Retaxfalle: Lieferengpass in Kombination mit AV-Artikel
Lieferengpässe bestimmen weiterhin das Tagesgeschäft in Apotheken. Wird ein Rezept vorgelegt und das verordnete Präparat ist nicht verfügbar, so geht die Suche nach Alternativen los. Die Apotheke möchte das Rezept natürlich zeitnah beliefern, doch der im Folgenden vorgestellte Fall zeigt, dass die Patientenversorgung häufig nicht ohne Weiteres möglich ist – trotz der mit dem ALBVVG festgelegten Abgabeerleichterungen.
Lieferbare Alternative AV mit Nachfolgeartikel
In einem aktuellen Fall wurde ein Rezept über „Risedronat 35 mg Filmtabletten 12 St. N3“ vorgelegt. Aufgrund von Lieferengpässen bei den Generika ist offenbar das Original Actonel 35 mg einmal wöchentlich Filmtabletten 12 Stück die preisgünstigste verfügbare Alternative. Allerdings stellte die Apotheke fest, dass das genannte Präparat AV gekennzeichnet und ebenfalls nicht mehr erhältlich ist. Die EDV zeigte daher den im System hinterlegten Nachfolger an: Actonel einmal wöchentlich 35 mg magensaftresistente Tabletten 12 Stück.
Die Apotheke stellte sich nun die Frage, ob dieser Nachfolger problemlos abgegeben werden kann – in der Aut-idem-Suche wurde er nämlich nicht dargestellt.
Achtung bei nicht aut-idem-konformen Nachfolgern!
Die Antwort auf diese Frage lautet: Nein – der Nachfolger kann nicht ohne Weiteres auf das vorliegende Rezept abgegeben werden, da der Ursprungsartikel mit der Darreichungsform Filmtabletten (FTA), der Nachfolger allerdings mit magensaftresistenten Tabletten (TMR) gemeldet ist. Da es auch in Teil A der Anlage VII (Hinweise zur Austauschbarkeit von Darreichungsformen) der Arzneimittel-Richtlinie des G-BA keinen Eintrag zu Risedronat gibt, ist zwischen den genannten Darreichungsformen kein Aut-idem-Austausch möglich. Nun sollte man meinen, dass in Zeiten von Lieferengpässen erweiterte Abgabemöglichkeiten der Apotheke den Austausch erlauben sollten.

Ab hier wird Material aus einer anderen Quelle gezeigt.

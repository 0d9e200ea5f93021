use mimalloc::MiMalloc;

#[global_allocator]
static GLOBAL: MiMalloc = MiMalloc;

fn main() -> anyhow::Result<()> {
    avafleet_cli::run()
}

Allerdings ist der vorliegende Fall nicht durch die Abgabeerleichterungen abgedeckt, die mit dem ALBVVG in § 129 Abs. 2a SGB V verankert wurden:
129 Abs. 2a SGB V
„[…] Apotheken dürfen ohne Rücksprache mit dem verordnenden Arzt von der ärztlichen Verordnung im Hinblick auf Folgendes abweichen, sofern hierdurch die verordnete Gesamtmenge des Wirkstoffs nicht überschritten wird:
- die Packungsgröße, auch mit einer Überschreitung der nach der Packungsgrößenverordnung maßgeblichen Messzahl,
- die Packungsanzahl,
- die Abgabe von Teilmengen aus der Packung eines Fertigarzneimittels, soweit die verordnete Packungsgröße nicht lieferbar ist, und
- die Wirkstärke, sofern keine pharmazeutischen Bedenken bestehen.“
Ein Aut-simile-Austausch ist demnach nicht vorgesehen – dieser wäre nur bei Kinderarzneimitteln der Dringlichkeitsliste möglich.
Die Apotheke sollte noch prüfen, ob gegebenenfalls im Liefervertrag der vorliegenden Krankenkassen eine Regelung vorhanden ist, die im Zuge von Lieferengpässen einen Aut-simile-Austausch nach ärztlicher Rücksprache mit entsprechender Dokumentation erlaubt. Teilweise haben diese Regelungen, die noch der Coronapandemie entstammen, weiterhin Bestand, dies gilt jedoch nicht für alle Krankenkassen (beispielsweise nicht für die Ersatzkassen).
Ist diese Möglichkeit nicht gegeben, muss die Apotheke ein neues Rezept ausstellen lassen. Anders ist die Versorgung mit dem Alternativarzneimittel aufgrund der abweichenden Darreichungsform nicht retaxsicher möglich.